De Maeseneer D J, Lambert B, Surmont V, Geboes K, Rottey S W H
Diensten Medische Oncologie, Universitair Ziekenhuis Gent, Gent, Belgium.
Acta Clin Belg. 2010 Sep-Oct;65(5):291-9. doi: 10.1179/acb.2010.065.
Current response guidelines for the treatment of solid tumours are based on CT criteria. Over the last decades new techniques have emerged to evaluate cancer therapy. FDG-PET scanning is a more functional imaging technique, which can measure differences in metabolic activity. Although it has a low specificity, studies show that it can outperform classical CT scanning criteria. Especially in lung, breast and oesophageal cancer it can predict response earlier in the neo-adjuvant setting. This could reduce the use of ineffective cancer therapies, reducing costs and patient toxicity, and direct patients sooner towards effective therapy. The main problem with FDG-PET remains the difficulty in defining thresholds for response, as there is clearly a lack in large prospective randomized studies validating the use of FDG-PET in response guidelines.We give an overview of data on response prediction in solid tumours by the application of PET.

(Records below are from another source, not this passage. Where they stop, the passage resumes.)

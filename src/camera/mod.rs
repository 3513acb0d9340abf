//! Perspective camera (§6 capability set): film/raster <-> camera space
//! projection and depth-of-field lens sampling.

use cgmath::{EuclideanSpace, InnerSpace};

use crate::geometry::Transform;
use crate::sampling::concentric_sample_disk;
use crate::{
    lerp, vec3f, Bounds2f, Differential, Float, Point2f, Point2i, Point3f, Ray, RayDifferential,
    Vec2f, Vec3f, INFINITY,
};

#[derive(Clone, Copy, Debug)]
pub struct CameraSample {
    pub p_film: Point2f,
    pub p_lens: Point2f,
    pub time: Float,
}

pub trait Camera: Sync + Send {
    fn generate_ray(&self, sample: CameraSample) -> (Float, Ray);

    /// Default differential: finite-difference the ray against 1-pixel
    /// shifts in film space. `PerspectiveCamera` overrides this with the
    /// analytic lens-aware version.
    fn generate_ray_differential(&self, sample: CameraSample) -> (Float, RayDifferential) {
        let (mut weight, ray) = self.generate_ray(sample);

        let cs_shift_x = CameraSample {
            p_film: sample.p_film + Vec2f::new(1.0, 0.0),
            ..sample
        };
        let (wtx, rx) = self.generate_ray(cs_shift_x);

        let cs_shift_y = CameraSample {
            p_film: sample.p_film + Vec2f::new(0.0, 1.0),
            ..sample
        };
        let (wty, ry) = self.generate_ray(cs_shift_y);

        let ray_diff = RayDifferential {
            ray,
            diff: Some(Differential {
                rx_origin: rx.origin,
                rx_dir: rx.dir,
                ry_origin: ry.origin,
                ry_dir: ry.dir,
            }),
        };

        if wtx == 0.0 || wty == 0.0 {
            weight = 0.0;
        }
        (weight, ray_diff)
    }
}

struct CameraProjection {
    raster_to_camera: Transform,
}

impl CameraProjection {
    fn new(camera_to_screen: Transform, full_resolution: Point2i, screen_window: Bounds2f) -> Self {
        let screen_to_raster = Transform::scale(full_resolution.x as Float, full_resolution.y as Float, 1.0)
            * Transform::scale(
                1.0 / (screen_window.max.x - screen_window.min.x),
                1.0 / (screen_window.min.y - screen_window.max.y),
                1.0,
            )
            * Transform::translate(vec3f!(-screen_window.min.x, -screen_window.max.y, 0.0));

        let raster_to_screen = screen_to_raster.inverse();
        let raster_to_camera = camera_to_screen.inverse() * raster_to_screen;

        Self { raster_to_camera }
    }
}

pub struct PerspectiveCamera {
    camera_to_world: Transform,
    proj: CameraProjection,
    shutter_interval: (Float, Float),
    lens_radius: Float,
    focal_dist: Float,
    dx_camera: Vec3f,
    dy_camera: Vec3f,
}

impl PerspectiveCamera {
    pub fn new(
        camera_to_world: Transform,
        full_resolution: Point2i,
        screen_window: Bounds2f,
        shutter_interval: (Float, Float),
        lens_radius: Float,
        focal_dist: Float,
        fov: Float,
    ) -> Self {
        let persp = Transform::perspective(fov, 1.0e-2, 1000.0);
        let proj = CameraProjection::new(persp, full_resolution, screen_window);

        let p0 = proj.raster_to_camera.transform(Point3f::new(0.0, 0.0, 0.0));
        let dx_camera = proj.raster_to_camera.transform(Point3f::new(1.0, 0.0, 0.0)) - p0;
        let dy_camera = proj.raster_to_camera.transform(Point3f::new(0.0, 1.0, 0.0)) - p0;

        Self {
            camera_to_world,
            proj,
            shutter_interval,
            lens_radius,
            focal_dist,
            dx_camera,
            dy_camera,
        }
    }

    fn camera_space_ray(&self, sample: CameraSample) -> Ray {
        let p_film = Point3f::new(sample.p_film.x, sample.p_film.y, 0.0);
        let p_camera = self.proj.raster_to_camera.transform(p_film);
        let origin = Point3f::new(0.0, 0.0, 0.0);
        let dir = (p_camera - origin).normalize();
        let time = lerp(sample.time, self.shutter_interval.0, self.shutter_interval.1);
        Ray { origin, dir, t_max: INFINITY, time }
    }

    fn apply_lens(&self, ray: &mut Ray, p_lens_sample: Point2f) {
        if self.lens_radius <= 0.0 {
            return;
        }
        let p_lens = self.lens_radius * concentric_sample_disk(p_lens_sample);
        let ft = self.focal_dist / ray.dir.z;
        let p_focus = ray.at(ft);
        ray.origin = Point3f::new(p_lens.x, p_lens.y, 0.0);
        ray.dir = (p_focus - ray.origin).normalize();
    }
}

impl Camera for PerspectiveCamera {
    fn generate_ray(&self, sample: CameraSample) -> (Float, Ray) {
        let mut ray = self.camera_space_ray(sample);
        self.apply_lens(&mut ray, sample.p_lens);
        (1.0, self.camera_to_world.transform_ray(ray))
    }

    fn generate_ray_differential(&self, sample: CameraSample) -> (Float, RayDifferential) {
        let p_camera = {
            let p_film = Point3f::new(sample.p_film.x, sample.p_film.y, 0.0);
            self.proj.raster_to_camera.transform(p_film)
        };
        let mut ray = self.camera_space_ray(sample);

        let diff = if self.lens_radius > 0.0 {
            let p_lens = self.lens_radius * concentric_sample_disk(sample.p_lens);
            self.apply_lens(&mut ray, sample.p_lens);

            let dx = (p_camera + self.dx_camera).to_vec().normalize();
            let ft_x = self.focal_dist / dx.z;
            let p_focus_x = Point3f::new(0.0, 0.0, 0.0) + ft_x * dx;
            let rx_origin = Point3f::new(p_lens.x, p_lens.y, 0.0);
            let rx_dir = (p_focus_x - rx_origin).normalize();

            let dy = (p_camera + self.dy_camera).to_vec().normalize();
            let ft_y = self.focal_dist / dy.z;
            let p_focus_y = Point3f::new(0.0, 0.0, 0.0) + ft_y * dy;
            let ry_origin = Point3f::new(p_lens.x, p_lens.y, 0.0);
            let ry_dir = (p_focus_y - ry_origin).normalize();

            Differential { rx_origin, rx_dir, ry_origin, ry_dir }
        } else {
            let rx_dir = (p_camera.to_vec() + self.dx_camera).normalize();
            let ry_dir = (p_camera.to_vec() + self.dy_camera).normalize();
            Differential {
                rx_origin: ray.origin,
                rx_dir,
                ry_origin: ray.origin,
                ry_dir,
            }
        };

        let ray_diff = RayDifferential { ray, diff: Some(diff) };
        (1.0, self.camera_to_world.transform_ray_differential(ray_diff))
    }
}

#[cfg(test)]
mod tests {
    use cgmath::{assert_abs_diff_eq, Deg};

    use super::*;
    use crate::sampler::random::RandomSampler;
    use crate::sampler::Sampler;
    use crate::{Bounds2i, Bounds3f, ComponentWiseExt, NEG_INFINITY};

    fn make_camera(camera_tf: Transform, res: Point2i, fov: Float) -> PerspectiveCamera {
        PerspectiveCamera::new(camera_tf, res, Bounds2f::whole_screen(), (0.0, 1.0), 0.0, 1.0, fov)
    }

    #[test]
    fn camera_looks_down_positive_z() {
        let camera_tf = Transform::camera_look_at(
            Point3f::new(0.0, 0.0, 0.0),
            Point3f::new(0.0, 0.0, 1.0),
            Vec3f::new(0.0, 1.0, 0.0),
        );
        let res = Point2i::new(16, 16);
        let camera = make_camera(camera_tf, res, 60.0);

        let mut sampler = RandomSampler::new_with_seed(32, 1);
        for pixel in Bounds2i::with_bounds(Point2i::new(0, 0), res).iter_points() {
            sampler.start_pixel(pixel);
            while sampler.start_next_sample() {
                let camera_sample = sampler.get_camera_sample(pixel);
                let (_t, ray) = camera.generate_ray(camera_sample);
                assert!(ray.dir.z > 0.0, "{:?}", ray);
            }
        }
    }

    #[test]
    fn camera_covers_claimed_fov() {
        let pos = Point3f::new(0.0, 0.0, -1.0);
        let camera_tf = Transform::camera_look_at(pos, Point3f::new(0.0, 0.0, 0.0), Vec3f::new(0.0, 1.0, 0.0));
        let fov = 90.0 as Float;
        let res = Point2i::new(64, 64);
        let camera = make_camera(camera_tf, res, fov);

        let mut sampler = RandomSampler::new_with_seed(32, 1);
        let plane = Bounds3f::with_bounds(Point3f::new(-100.0, -100.0, 0.0), Point3f::new(100.0, 100.0, 0.01));

        let mut min = Point3f::new(INFINITY, INFINITY, INFINITY);
        let mut max = Point3f::new(NEG_INFINITY, NEG_INFINITY, NEG_INFINITY);
        for pixel in Bounds2i::with_bounds(Point2i::new(0, 0), res).iter_points() {
            sampler.start_pixel(pixel);
            while sampler.start_next_sample() {
                let camera_sample = sampler.get_camera_sample(pixel);
                let (_t, ray) = camera.generate_ray(camera_sample);
                let (t0, _t1) = plane.intersect_test(&ray).unwrap();
                let p = ray.at(t0);
                min = min.min(p);
                max = max.max(p);
            }
        }

        let top = Point3f::new(0.0, max.y, 0.0) - pos;
        let bottom = Point3f::new(0.0, min.y, 0.0) - pos;
        let angle: Deg<Float> = Vec3f::angle(top, bottom).into();
        assert_abs_diff_eq!(angle, Deg(fov), epsilon = 0.5);
    }
}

目前实体瘤治疗的反应指南是基于CT标准制定的。在过去几十年中,出现了一些新技术来评估癌症治疗效果。FDG-PET扫描是一种更具功能性的成像技术,它可以测量代谢活性的差异。尽管其特异性较低,但研究表明它在性能上优于传统的CT扫描标准。特别是在肺癌、乳腺癌和食管癌中,它可以在新辅助治疗环境中更早地预测反应。这可以减少无效癌症治疗的使用,降低成本和患者毒性,并使患者更快地接受有效治疗。FDG-PET的主要问题仍然是难以确定反应阈值,因为显然缺乏大型前瞻性随机研究来验证FDG-PET在反应指南中的应用。我们概述了通过PET应用对实体瘤反应预测的数据。